Foi com a mão molhada de suor que girou a maçaneta e entrou .De pronto percebeu os dois grandes “óculos” de vitrô colorido por onde a luz da Lua penetrava, desenhando formas matizadas e irreais nas paredes.  Dali de onde quando criança via seu pai chegar ao fim da tarde, emanava uma atração irresistível.

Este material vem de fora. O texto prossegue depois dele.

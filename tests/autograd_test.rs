use approx::assert_abs_diff_eq;
use ndarray::{arr0, arr1, arr2};
use tensor_autograd::ops::{Add, Arity, Operation};
use tensor_autograd::{array, Array, AutogradError, Graph, GraphConfig, Traversal};

fn init_logger() {
    let _ = env_logger::builder().is_test(true).try_init();
}

#[test]
fn test_square_plus_scalar() {
    init_logger();
    let g = Graph::new();
    let x = g.scalar(5.0);
    let y = g.scalar(2.0);
    let z = x.square().add(y);
    z.backward();

    assert_eq!(z.value(), arr0(27.0).into_dyn());
    assert_eq!(x.grad().unwrap(), arr0(10.0).into_dyn());
    assert_eq!(y.grad().unwrap(), arr0(1.0).into_dyn());
}

#[test]
fn test_sum_backward_gives_ones() {
    let g = Graph::new();
    let a = g.param(arr2(&[[1.0, 2.0], [3.0, 4.0]]).into_dyn());
    let loss = a.sum();
    loss.backward();

    assert_eq!(loss.item(), 10.0);
    assert_eq!(a.grad().unwrap(), arr2(&[[1.0, 1.0], [1.0, 1.0]]).into_dyn());
}

#[test]
fn test_broadcast_add_reduces_gradient() {
    let g = Graph::new();
    let m = g.param(arr2(&[[1.0, 2.0, 3.0], [4.0, 5.0, 6.0]]).into_dyn());
    let v = g.param(arr2(&[[1.0, 1.0, 1.0]]).into_dyn());
    let s = m.add(v).sum();
    s.backward();

    assert_eq!(v.grad().unwrap(), arr2(&[[2.0, 2.0, 2.0]]).into_dyn());
    assert_eq!(m.grad().unwrap(), array::ones(&[2, 3]));
}

#[test]
fn test_every_traversal_agrees_on_trees() {
    for traversal in [Traversal::Recursive, Traversal::Stack, Traversal::Topological] {
        let g = Graph::with_config(GraphConfig::default().traversal(traversal));
        let x = g.scalar(5.0);
        let y = g.scalar(2.0);
        x.square().add(y).backward();
        assert_eq!(x.grad().unwrap(), arr0(10.0).into_dyn(), "{traversal:?}");
        assert_eq!(y.grad().unwrap(), arr0(1.0).into_dyn(), "{traversal:?}");
    }
}

#[test]
fn test_mul_backward() {
    let g = Graph::new();
    let a = g.param(arr1(&[2.0, 3.0]).into_dyn());
    let b = g.param(arr1(&[4.0, 5.0]).into_dyn());
    (a * b).sum().backward();

    assert_eq!(a.grad().unwrap(), arr1(&[4.0, 5.0]).into_dyn());
    assert_eq!(b.grad().unwrap(), arr1(&[2.0, 3.0]).into_dyn());
}

#[test]
fn test_sub_backward() {
    let g = Graph::new();
    let a = g.param(arr1(&[1.0, 2.0]).into_dyn());
    let b = g.param(arr1(&[3.0, 4.0]).into_dyn());
    let c = a - b;
    assert_eq!(c.value(), arr1(&[-2.0, -2.0]).into_dyn());
    c.sum().backward();

    assert_eq!(a.grad().unwrap(), arr1(&[1.0, 1.0]).into_dyn());
    assert_eq!(b.grad().unwrap(), arr1(&[-1.0, -1.0]).into_dyn());
}

#[test]
fn test_div_backward() {
    let g = Graph::new();
    let a = g.param(arr1(&[1.0, 2.0]).into_dyn());
    let b = g.param(arr1(&[4.0, 3.0]).into_dyn());
    (a / b).sum().backward();

    let grad_a = a.grad().unwrap();
    let grad_b = b.grad().unwrap();
    assert_abs_diff_eq!(grad_a, arr1(&[0.25, 1.0 / 3.0]).into_dyn(), epsilon = 1e-6);
    assert_abs_diff_eq!(grad_b, arr1(&[-1.0 / 16.0, -2.0 / 9.0]).into_dyn(), epsilon = 1e-6);
}

#[test]
fn test_neg_and_scale() {
    let g = Graph::new();
    let a = g.param(arr1(&[1.0, -2.0]).into_dyn());
    let b = (-a).scale(3.0);
    assert_eq!(b.value(), arr1(&[-3.0, 6.0]).into_dyn());
    b.sum().backward();
    assert_eq!(a.grad().unwrap(), arr1(&[-3.0, -3.0]).into_dyn());
}

#[test]
fn test_activations_backward() {
    let g = Graph::new();
    let x = g.param(arr1(&[-1.0, 0.5, 2.0]).into_dyn());
    x.relu().sum().backward();
    assert_eq!(x.grad().unwrap(), arr1(&[0.0, 1.0, 1.0]).into_dyn());

    let g = Graph::new();
    let x = g.param(arr1(&[0.0]).into_dyn());
    x.sigmoid().sum().backward();
    assert_abs_diff_eq!(x.grad().unwrap(), arr1(&[0.25]).into_dyn(), epsilon = 1e-6);

    let g = Graph::new();
    let x = g.param(arr1(&[0.0]).into_dyn());
    x.tanh().sum().backward();
    assert_abs_diff_eq!(x.grad().unwrap(), arr1(&[1.0]).into_dyn(), epsilon = 1e-6);
}

#[test]
fn test_exp_log_pow() {
    let g = Graph::new();
    let x = g.param(arr1(&[1.0, 2.0]).into_dyn());
    x.exp().sum().backward();
    let e = x.value().mapv(f32::exp);
    assert_abs_diff_eq!(x.grad().unwrap(), e, epsilon = 1e-5);

    let g = Graph::new();
    let x = g.param(arr1(&[1.0, 4.0]).into_dyn());
    x.log().sum().backward();
    assert_abs_diff_eq!(x.grad().unwrap(), arr1(&[1.0, 0.25]).into_dyn(), epsilon = 1e-6);

    let g = Graph::new();
    let x = g.param(arr1(&[2.0, 3.0]).into_dyn());
    x.pow(3.0).sum().backward();
    assert_abs_diff_eq!(x.grad().unwrap(), arr1(&[12.0, 27.0]).into_dyn(), epsilon = 1e-4);
}

#[test]
fn test_mean_and_sum_axis() {
    let g = Graph::new();
    let x = g.param(arr2(&[[1.0, 2.0], [3.0, 4.0]]).into_dyn());
    let m = x.mean();
    assert_eq!(m.item(), 2.5);
    m.backward();
    assert_eq!(x.grad().unwrap(), array::full(&[2, 2], 0.25));

    let g = Graph::new();
    let x = g.param(arr2(&[[1.0, 2.0, 3.0], [4.0, 5.0, 6.0]]).into_dyn());
    let rows = x.sum_axis(1, false);
    assert_eq!(rows.value(), arr1(&[6.0, 15.0]).into_dyn());
    let kept = x.sum_axis(0, true);
    assert_eq!(kept.shape(), vec![1, 3]);
    rows.square().sum().backward();
    assert_eq!(
        x.grad().unwrap(),
        arr2(&[[12.0, 12.0, 12.0], [30.0, 30.0, 30.0]]).into_dyn()
    );
}

#[test]
fn test_shape_ops_route_gradients() {
    let g = Graph::new();
    let x = g.param(arr2(&[[1.0, 2.0, 3.0], [4.0, 5.0, 6.0]]).into_dyn());
    let t = x.transpose();
    assert_eq!(t.shape(), vec![3, 2]);
    assert_eq!(t.value(), arr2(&[[1.0, 4.0], [2.0, 5.0], [3.0, 6.0]]).into_dyn());
    let r = t.reshape(&[6]);
    let w = g.constant(arr1(&[1.0, 2.0, 3.0, 4.0, 5.0, 6.0]).into_dyn());
    r.mul(w).sum().backward();
    // r[k] came from t[k / 2][k % 2] = x[k % 2][k / 2].
    assert_eq!(
        x.grad().unwrap(),
        arr2(&[[1.0, 3.0, 5.0], [2.0, 4.0, 6.0]]).into_dyn()
    );

    let g = Graph::new();
    let v = g.param(arr1(&[1.0, 2.0]).into_dyn());
    let b = v.broadcast_to(&[3, 2]);
    assert_eq!(b.shape(), vec![3, 2]);
    b.sum().backward();
    assert_eq!(v.grad().unwrap(), arr1(&[3.0, 3.0]).into_dyn());
}

#[test]
fn test_matmul_backward() {
    let g = Graph::new();
    let a = g.param(arr2(&[[1.0, 2.0], [3.0, 4.0]]).into_dyn());
    let b = g.param(arr2(&[[5.0, 6.0], [7.0, 8.0]]).into_dyn());
    let c = a.matmul(b);
    assert_eq!(c.value(), arr2(&[[19.0, 22.0], [43.0, 50.0]]).into_dyn());
    c.sum().backward();

    assert_eq!(a.grad().unwrap(), arr2(&[[11.0, 15.0], [11.0, 15.0]]).into_dyn());
    assert_eq!(b.grad().unwrap(), arr2(&[[4.0, 4.0], [6.0, 6.0]]).into_dyn());
}

#[test]
fn test_affine_matches_matmul_plus_bias() {
    let g = Graph::new();
    let x = g.constant(arr2(&[[1.0, 2.0], [3.0, 4.0], [5.0, 6.0]]).into_dyn());
    let w = g.param(arr2(&[[0.5, -1.0], [1.5, 2.0]]).into_dyn());
    let b = g.param(arr1(&[0.1, 0.2]).into_dyn());
    let y = x.affine(w, Some(b));
    let expected = x.value().into_dimensionality::<ndarray::Ix2>().unwrap().dot(
        &w.value().into_dimensionality::<ndarray::Ix2>().unwrap(),
    ) + arr1(&[0.1, 0.2]);
    assert_abs_diff_eq!(y.value(), expected.into_dyn(), epsilon = 1e-6);
    y.sum().backward();

    assert_eq!(b.grad().unwrap(), arr1(&[3.0, 3.0]).into_dyn());
    assert_eq!(w.grad().unwrap(), arr2(&[[9.0, 9.0], [12.0, 12.0]]).into_dyn());
    assert!(x.grad().is_none());
}

#[test]
fn test_losses() {
    let g = Graph::new();
    let pred = g.param(arr1(&[1.0, 2.0, 3.0]).into_dyn());
    let target = g.constant(arr1(&[1.0, 1.0, 1.0]).into_dyn());
    let loss = pred.mse(target);
    assert_abs_diff_eq!(loss.item(), 5.0 / 3.0, epsilon = 1e-6);
    loss.backward();
    assert_abs_diff_eq!(
        pred.grad().unwrap(),
        arr1(&[0.0, 2.0 / 3.0, 4.0 / 3.0]).into_dyn(),
        epsilon = 1e-6
    );

    let g = Graph::new();
    let logits = g.param(arr2(&[[2.0, 0.0], [0.0, 2.0]]).into_dyn());
    let labels = g.constant(arr1(&[0.0, 1.0]).into_dyn());
    let one_hot = g.constant(arr2(&[[1.0, 0.0], [0.0, 1.0]]).into_dyn());
    let by_index = logits.softmax_cross_entropy(labels);
    let by_row = logits.softmax_cross_entropy(one_hot);
    assert_abs_diff_eq!(by_index.item(), by_row.item(), epsilon = 1e-6);
    let expected = (1.0f32 + (-2.0f32).exp()).ln();
    assert_abs_diff_eq!(by_index.item(), expected, epsilon = 1e-5);
}

#[test]
fn test_diamond_accumulates_in_topological_mode() {
    let g = Graph::new();
    let a = g.scalar(3.0);
    let c = a.mul(a);
    c.backward();
    assert_eq!(a.grad().unwrap(), arr0(6.0).into_dyn());

    // Two distinct operators consuming the same node.
    let g = Graph::new();
    let a = g.scalar(3.0);
    let d = a.exp().add(a.scale(2.0));
    d.backward();
    assert_abs_diff_eq!(a.grad().unwrap(), arr0(3f32.exp() + 2.0).into_dyn(), epsilon = 1e-4);
}

#[test]
fn test_diamond_overwrites_in_depth_first_modes() {
    for traversal in [Traversal::Recursive, Traversal::Stack] {
        let g = Graph::new();
        let a = g.scalar(3.0);
        let c = a.mul(a);
        c.backward_with(traversal);
        // Each path writes g * other = 3.0; the second write wins.
        assert_eq!(a.grad().unwrap(), arr0(3.0).into_dyn(), "{traversal:?}");
    }
}

#[test]
fn test_stack_matches_recursive_on_shared_subgraph() {
    let build = |traversal: Traversal| {
        let g = Graph::new();
        let x = g.param(arr1(&[0.5, -1.5]).into_dyn());
        let w = g.param(arr1(&[2.0, 3.0]).into_dyn());
        let h = x.mul(w).tanh();
        let out = h.add(h.mul(w)).add(x.exp()).sum();
        out.backward_with(traversal);
        (x.grad().unwrap(), w.grad().unwrap())
    };
    let (xr, wr) = build(Traversal::Recursive);
    let (xs, ws) = build(Traversal::Stack);
    assert_eq!(xr, xs);
    assert_eq!(wr, ws);
}

#[test]
fn test_deep_chain_with_stack_traversal() {
    let g = Graph::with_config(GraphConfig::default().traversal(Traversal::Stack));
    let x = g.scalar(1.0);
    let mut y = x;
    for _ in 0..20_000 {
        y = y.scale(1.0);
    }
    y.backward();
    assert_eq!(x.grad().unwrap(), arr0(1.0).into_dyn());
}

#[test]
fn test_caller_supplied_seed_is_propagated() {
    let g = Graph::new();
    let x = g.param(arr1(&[1.0, 2.0]).into_dyn());
    let y = x.scale(2.0);
    y.set_grad(arr1(&[1.0, 10.0]).into_dyn());
    y.backward();
    assert_eq!(x.grad().unwrap(), arr1(&[2.0, 20.0]).into_dyn());
}

#[test]
fn test_backward_overwrites_leaf_gradients_between_calls() {
    let g = Graph::new();
    let x = g.scalar(2.0);
    x.square().backward();
    x.square().backward();
    assert_eq!(x.grad().unwrap(), arr0(4.0).into_dyn());

    x.accumulate_grad(arr0(1.0).into_dyn());
    assert_eq!(x.grad().unwrap(), arr0(5.0).into_dyn());
    x.clear_grad();
    assert!(x.grad().is_none());
}

#[test]
fn test_frozen_nodes_never_hold_gradients() {
    let g = Graph::new();
    let w = g.param(arr1(&[1.0, 2.0]).into_dyn());
    let c = g.constant(arr1(&[3.0, 4.0]).into_dyn());
    let y = w.mul(c).sum();
    y.backward();
    assert!(c.grad().is_none());
    assert_eq!(w.grad().unwrap(), arr1(&[3.0, 4.0]).into_dyn());

    c.set_grad(array::ones(&[2]));
    assert!(c.grad().is_none());

    w.set_requires_grad(false);
    assert!(w.grad().is_none());
    w.set_grad(array::ones(&[2]));
    assert!(w.grad().is_none());
}

#[test]
fn test_backward_from_constant_is_a_no_op() {
    let g = Graph::new();
    let a = g.constant(arr1(&[1.0]).into_dyn());
    let b = a.exp();
    assert!(!b.requires_grad());
    b.backward();
    assert!(b.grad().is_none());
    assert!(a.grad().is_none());
}

#[test]
#[should_panic(expected = "gradient shape mismatch")]
fn test_set_grad_with_wrong_shape_panics() {
    let g = Graph::new();
    let x = g.param(array::zeros(&[2]));
    x.set_grad(array::ones(&[3]));
}

#[test]
fn test_set_grad_shape_checked_even_when_frozen() {
    let g = Graph::new();
    let x = g.constant(array::zeros(&[2]));
    let err = x.try_set_grad(array::ones(&[3])).unwrap_err();
    assert!(matches!(err, AutogradError::GradShape { .. }));
}

#[test]
#[should_panic(expected = "arity mismatch in add")]
fn test_arity_mismatch_panics() {
    let g = Graph::new();
    let a = g.scalar(1.0);
    g.apply(Add::default(), &[a]);
}

#[test]
#[should_panic(expected = "matmul")]
fn test_matmul_shape_error_panics() {
    let g = Graph::new();
    let a = g.param(array::ones(&[2, 3]));
    let b = g.param(array::ones(&[2, 3]));
    a.matmul(b);
}

#[test]
fn test_incompatible_broadcast_is_an_error() {
    let g = Graph::new();
    let a = g.param(array::ones(&[2, 3]));
    let b = g.param(array::ones(&[2]));
    let err = g.try_apply(Add::default(), &[a, b]).unwrap_err();
    assert_eq!(
        err,
        AutogradError::BroadcastIncompatible {
            lhs: vec![2, 3],
            rhs: vec![2],
        }
    );
    assert_eq!(g.node_count(), 2);
}

struct DropsGradients;

impl Operation for DropsGradients {
    fn name(&self) -> &'static str {
        "drops_gradients"
    }

    fn arity(&self) -> Arity {
        Arity::Fixed(1)
    }

    fn forward(&mut self, inputs: &[&Array]) -> tensor_autograd::Result<Array> {
        Ok(inputs[0].clone())
    }

    fn backward(&self, _output_grad: &Array) -> Vec<Array> {
        Vec::new()
    }
}

#[test]
fn test_backward_arity_mismatch_is_reported() {
    for traversal in [Traversal::Recursive, Traversal::Stack, Traversal::Topological] {
        let g = Graph::with_config(GraphConfig::default().traversal(traversal));
        let x = g.scalar(1.0);
        let y = g.apply(DropsGradients, &[x]);
        let err = y.try_backward().unwrap_err();
        assert_eq!(
            err,
            AutogradError::BackwardArity {
                op: "drops_gradients",
                expected: 1,
                actual: 0
            }
        );
    }
}

#[test]
fn test_producer_info_and_leaves() {
    let g = Graph::new();
    let a = g.named("a", arr1(&[1.0]).into_dyn(), true);
    let b = g.scalar(2.0);
    let c = a.mul(b);
    assert!(a.is_leaf());
    assert_eq!(a.name().as_deref(), Some("a"));
    let info = c.producer().unwrap();
    assert_eq!(info.name, "mul");
    assert_eq!(info.inputs, vec![a.id(), b.id()]);
    assert_eq!(info.output, c.id());
    assert!(!c.is_leaf());
}

#[test]
fn test_from_shape_vec_rejects_mismatched_buffer() {
    let g = Graph::new();
    let err = g.from_shape_vec(&[2, 2], vec![1.0; 3], true).unwrap_err();
    assert!(matches!(err, AutogradError::InvalidValue(_)));
    let ok = g.from_shape_vec(&[2, 2], vec![1.0; 4], true).unwrap();
    assert_eq!(ok.shape(), vec![2, 2]);
}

Foi se aproximando e de longe lhe chegou à voz grave do pai, chamando pela mulher para abrir o portão.  Através dele viu a figura delgada e enérgica, com as criadas, de sua mãe dando ordens em tarefas de jardinagem. Dali podia ver o jardim cuidadosamente tratado, com bancos revestidos de conchas e pequenas estátuas de mármore espalhadas pelo gramado, que recendia o perfume de mil flores que o embriagavam., Havia muita luz, muita cor, as vozes dos criados, o vozeirão do pai, sua mãe cantando Sertaneja. Alguém dedilhava o piano. A flauta, o oboé, o violoncelo afinavam numa mistura de acordes desconexos. Logo começaria o Sarau. 

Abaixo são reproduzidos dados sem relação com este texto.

impl Reshape {
    pub fn new(shape: Vec<usize>) -> Self {
        Reshape {
            shape,
            input_shape: Vec::new(),
        }
    }
}

impl Operation for Reshape {
    fn name(&self) -> &'static str {
        "reshape"
    }

    fn arity(&self) -> Arity {
        Arity::Fixed(1)
    }

    fn forward(&mut self, inputs: &[&Array]) -> Result<Array> {
        self.input_shape = inputs[0].shape().to_vec();
        array::reshape(inputs[0], &self.shape)
    }

    fn backward(&self, output_grad: &Array) -> Vec<Array> {
        vec![internal("reshape", array::reshape(output_grad, &self.input_shape))]
    }
}

/// Axis permutation. `None` reverses the axes (a plain matrix transpose for 2-D).
#[derive(Debug)]
pub struct Transpose {
    axes: Option<Vec<usize>>,
    perm: Vec<usize>,
}

impl Transpose {
    pub fn new(axes: Option<Vec<usize>>) -> Self {
        Transpose {
            axes,
            perm: Vec::new(),
        }
    }
}

fn permute(a: &Array, perm: &[usize]) -> Array {
    a.view()
        .permuted_axes(IxDyn(perm))
        .as_standard_layout()
        .into_owned()
}

impl Operation for Transpose {
    fn name(&self) -> &'static str {
        "transpose"
    }

    fn arity(&self) -> Arity {
        Arity::Fixed(1)
    }

    fn forward(&mut self, inputs: &[&Array]) -> Result<Array> {
        let a = inputs[0];
        let ndim = a.ndim();
        let perm = match &self.axes {
            Some(axes) => axes.clone(),
            None => (0..ndim).rev().collect(),
        };
        let mut seen = vec![false; ndim];
        let valid = perm.len() == ndim
            && perm.iter().all(|&p| p < ndim && !std::mem::replace(&mut seen[p], true));
        if !valid {
            return Err(AutogradError::Shape {
                op: "transpose",
                why: format!("{:?} is not a permutation of {} axes", perm, ndim),
            });
        }
        let out = permute(a, &perm);
        self.perm = perm;
        Ok(out)
    }

    fn backward(&self, output_grad: &Array) -> Vec<Array> {
        let mut inverse = vec![0usize; self.perm.len()];
        for (i, &p) in self.perm.iter().enumerate() {
            inverse[p] = i;
        }
        vec![permute(output_grad, &inverse)]
    }
}

/// The matrix multiplication operation (2-D by 2-D).
#[derive(Debug, Default)]
pub struct MatMul {
    a: Array,
    b: Array,
}
//! Standard invariant checks.
//!
//! These invariants capture physical and bookkeeping properties of the bank
//! that must hold at every quiescent point, whatever the strategies do.

use liftbank_core::Locus;

use super::{BankSnapshot, Invariant, InvariantResult, InvariantViolation};

/// Doors are never open while the elevator travels.
pub struct DoorsClosedWhileMoving;

impl Invariant for DoorsClosedWhileMoving {
    fn name(&self) -> &'static str {
        "doors_closed_while_moving"
    }

    fn check(&self, state: &BankSnapshot) -> InvariantResult {
        match state.elevators.iter().find(|e| e.doors_open && e.moving) {
            Some(elevator) => Err(InvariantViolation {
                invariant: self.name(),
                message: format!(
                    "elevator {} moving towards {} with doors open at floor {}",
                    elevator.id, elevator.destination, elevator.floor
                ),
            }),
            None => Ok(()),
        }
    }
}

/// No elevator holds more riders than its capacity.
pub struct OccupancyWithinCapacity;

impl Invariant for OccupancyWithinCapacity {
    fn name(&self) -> &'static str {
        "occupancy_within_capacity"
    }

    fn check(&self, state: &BankSnapshot) -> InvariantResult {
        for elevator in &state.elevators {
            if elevator.occupants.len() > state.capacity {
                return Err(InvariantViolation {
                    invariant: self.name(),
                    message: format!(
                        "elevator {} holds {} riders, capacity {}",
                        elevator.id,
                        elevator.occupants.len(),
                        state.capacity
                    ),
                });
            }
        }
        Ok(())
    }
}

/// Every floor in the snapshot exists in the building.
pub struct FloorsInRange;

impl Invariant for FloorsInRange {
    fn name(&self) -> &'static str {
        "floors_in_range"
    }

    fn check(&self, state: &BankSnapshot) -> InvariantResult {
        let limit = state.num_floors;
        for elevator in &state.elevators {
            if elevator.floor >= limit || elevator.destination >= limit {
                return Err(InvariantViolation {
                    invariant: self.name(),
                    message: format!(
                        "elevator {} at {} heading to {}, building has {limit} floors",
                        elevator.id, elevator.floor, elevator.destination
                    ),
                });
            }
        }
        for rider in &state.riders {
            if rider.floor >= limit {
                return Err(InvariantViolation {
                    invariant: self.name(),
                    message: format!(
                        "rider {} at floor {}, building has {limit} floors",
                        rider.id, rider.floor
                    ),
                });
            }
        }
        Ok(())
    }
}

/// Each rider is in exactly one place.
///
/// A riding rider is listed by its elevator exactly once and by no other;
/// a rider on a floor is listed by no elevator.
pub struct SingleLocus;

impl Invariant for SingleLocus {
    fn name(&self) -> &'static str {
        "single_locus"
    }

    fn check(&self, state: &BankSnapshot) -> InvariantResult {
        for rider in &state.riders {
            let listed_by: Vec<_> = state
                .elevators
                .iter()
                .flat_map(|e| e.occupants.iter().filter(|r| **r == rider.id).map(|_| e.id))
                .collect();

            let expected = match rider.locus {
                Locus::InElevator(elevator) => vec![elevator],
                Locus::OnFloor(_) => Vec::new(),
            };

            if listed_by != expected {
                return Err(InvariantViolation {
                    invariant: self.name(),
                    message: format!(
                        "rider {} is {:?} but listed by elevators {listed_by:?}",
                        rider.id, rider.locus
                    ),
                });
            }
        }
        Ok(())
    }
}

/// Riders inside an elevator are at that elevator's floor.
pub struct OccupantsFollowElevator;

impl Invariant for OccupantsFollowElevator {
    fn name(&self) -> &'static str {
        "occupants_follow_elevator"
    }

    fn check(&self, state: &BankSnapshot) -> InvariantResult {
        for rider in &state.riders {
            let Locus::InElevator(index) = rider.locus else {
                continue;
            };
            let Some(elevator) = state.elevators.get(index) else {
                return Err(InvariantViolation {
                    invariant: self.name(),
                    message: format!("rider {} inside missing elevator {index}", rider.id),
                });
            };
            if rider.floor != elevator.floor {
                return Err(InvariantViolation {
                    invariant: self.name(),
                    message: format!(
                        "rider {} at floor {} but elevator {index} at floor {}",
                        rider.id, rider.floor, elevator.floor
                    ),
                });
            }
        }
        Ok(())
    }
}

Carros paravam próximos ao portão. O antigo móvel do hall deveria estar repleto de chapéus, casacos, guarda-chuvas. As criadas “formigavam” na cozinha preparando refrescos e salgadinhos.De repente aquela “zonzeira”. O velho vazio no peito chegava a doer, e Atanásio sentou-se para não cair. No chão tateou um volume e reconheceu a caixa de seus soldados de madeira de Exército Prussiano. Apalpando os bonequinhos, trazendo-os o mais perto do rosto para vê-los melhor, explodiu em um pranto enorme, que lhe brotava com a força de um rio incontrolável. 
Após alguns dias de ausência ao trabalho, seus colegas de repartição foram até o casarão. Não obtendo reposta, comunicaram o desaparecimento a Polícia.

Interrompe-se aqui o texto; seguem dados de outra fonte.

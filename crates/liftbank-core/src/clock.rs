//! Virtual clock and wakeup queue.
//!
//! Time is a bare tick counter that only moves when the owner asks for the
//! next batch of due items. Items are ordered by tick, then by insertion
//! order, so two runs that schedule the same items produce the same firing
//! order.

use std::{
    cmp::{Ordering, Reverse},
    collections::BinaryHeap,
};

use crate::types::Tick;

/// An item waiting on the clock.
#[derive(Debug)]
struct Scheduled<T> {
    at: Tick,
    seq: u64,
    item: T,
}

impl<T> PartialEq for Scheduled<T> {
    fn eq(&self, other: &Self) -> bool {
        self.at == other.at && self.seq == other.seq
    }
}

impl<T> Eq for Scheduled<T> {}

impl<T> PartialOrd for Scheduled<T> {
    fn partial_cmp(&self, other: &Self) -> Option<Ordering> {
        Some(self.cmp(other))
    }
}

impl<T> Ord for Scheduled<T> {
    fn cmp(&self, other: &Self) -> Ordering {
        self.at.cmp(&other.at).then(self.seq.cmp(&other.seq))
    }
}

/// Min-heap of `(tick, item)` pairs with a monotonic notion of "now".
#[derive(Debug)]
pub struct VirtualClock<T> {
    now: Tick,
    next_seq: u64,
    queue: BinaryHeap<Reverse<Scheduled<T>>>,
}

impl<T> Default for VirtualClock<T> {
    fn default() -> Self {
        Self::new()
    }
}

impl<T> VirtualClock<T> {
    /// Create a clock at tick 0 with nothing scheduled.
    pub fn new() -> Self {
        Self { now: 0, next_seq: 0, queue: BinaryHeap::new() }
    }

    /// Current virtual time.
    pub fn now(&self) -> Tick {
        self.now
    }

    /// Schedule `item` at absolute tick `at`.
    ///
    /// Ticks in the past are clamped to `now` so time never runs backwards.
    pub fn schedule_at(&mut self, at: Tick, item: T) {
        let at = at.max(self.now);
        let seq = self.next_seq;
        self.next_seq += 1;
        tracing::trace!(now = self.now, at, seq, "schedule wakeup");
        self.queue.push(Reverse(Scheduled { at, seq, item }));
    }

    /// Schedule `item` `delay` ticks from now.
    pub fn schedule_in(&mut self, delay: Tick, item: T) {
        self.schedule_at(self.now.saturating_add(delay), item);
    }

    /// Tick of the earliest pending item.
    pub fn next_tick(&self) -> Option<Tick> {
        self.queue.peek().map(|Reverse(s)| s.at)
    }

    /// Advance to the earliest pending tick and pop everything due then.
    ///
    /// Items come back in insertion order. Returns `None` if nothing is
    /// scheduled; time does not move in that case.
    pub fn next_batch(&mut self) -> Option<(Tick, Vec<T>)> {
        let at = self.next_tick()?;
        self.now = at;

        let mut batch = Vec::new();
        while let Some(Reverse(head)) = self.queue.peek() {
            if head.at != at {
                break;
            }
            if let Some(Reverse(scheduled)) = self.queue.pop() {
                batch.push(scheduled.item);
            }
        }

        let pending = self.queue.len();
        tracing::trace!(now = at, fired = batch.len(), pending, "clock advanced");
        Some((at, batch))
    }

    /// Number of pending items.
    pub fn pending(&self) -> usize {
        self.queue.len()
    }

    /// True if nothing is scheduled.
    pub fn is_idle(&self) -> bool {
        self.queue.is_empty()
    }
}
//! Recording renderer.

use std::{cell::RefCell, rc::Rc};

use liftbank_core::{Renderer, SceneUpdate};

/// Renderer that records every scene update.
///
/// Clones share one record: install a clone with `enable_renderer` and read
/// the original after the run.
#[derive(Debug, Clone, Default)]
pub struct Transcript {
    updates: Rc<RefCell<Vec<SceneUpdate>>>,
}

impl Transcript {
    /// Empty transcript.
    pub fn new() -> Self {
        Self::default()
    }

    /// Updates recorded so far, in order.
    pub fn updates(&self) -> Vec<SceneUpdate> {
        self.updates.borrow().clone()
    }

    /// Number of updates recorded.
    pub fn len(&self) -> usize {
        self.updates.borrow().len()
    }

    /// Whether nothing was recorded.
    pub fn is_empty(&self) -> bool {
        self.updates.borrow().is_empty()
    }
}

impl Renderer for Transcript {
    fn render(&mut self, update: &SceneUpdate) {
        self.updates.borrow_mut().push(update.clone());
    }
}

#[cfg(test)]
mod tests {
    use super::*;

    #[test]
    fn clones_share_the_record() {
        let transcript = Transcript::new();
        let mut installed = transcript.clone();
        installed.render(&SceneUpdate::DoorsOpened { elevator: 0 });
        installed.render(&SceneUpdate::DoorsClosed { elevator: 0 });

        assert_eq!(transcript.len(), 2);
        assert_eq!(transcript.updates()[0], SceneUpdate::DoorsOpened { elevator: 0 });
    }
}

A autoridade, acompanhada de um chaveiro e da velha criada localizada no Asilo, entrou na casa. Nada estava faltando, nenhum sinal de arrombamento ou violência,
No sótão, sob olhares cúmplices do Delegado, a antiga criada tomou para si a caixa dos soldadinhos de madeira.
-Era o brinquedo que ele mais gostava...  Justificou-se com os olhos úmidos.

*      *    *

Ouvi esta história de uma velhinha centenária, quando de uma visita a um Asilo, e quando lhe perguntei sobre o paradeiro de Atanásio, respondeu-me com a voz desarticulada dos desdentados.-Está vivo! - E apanhando uma caixa de madeira na cômoda, mostro-me os soldadinhos.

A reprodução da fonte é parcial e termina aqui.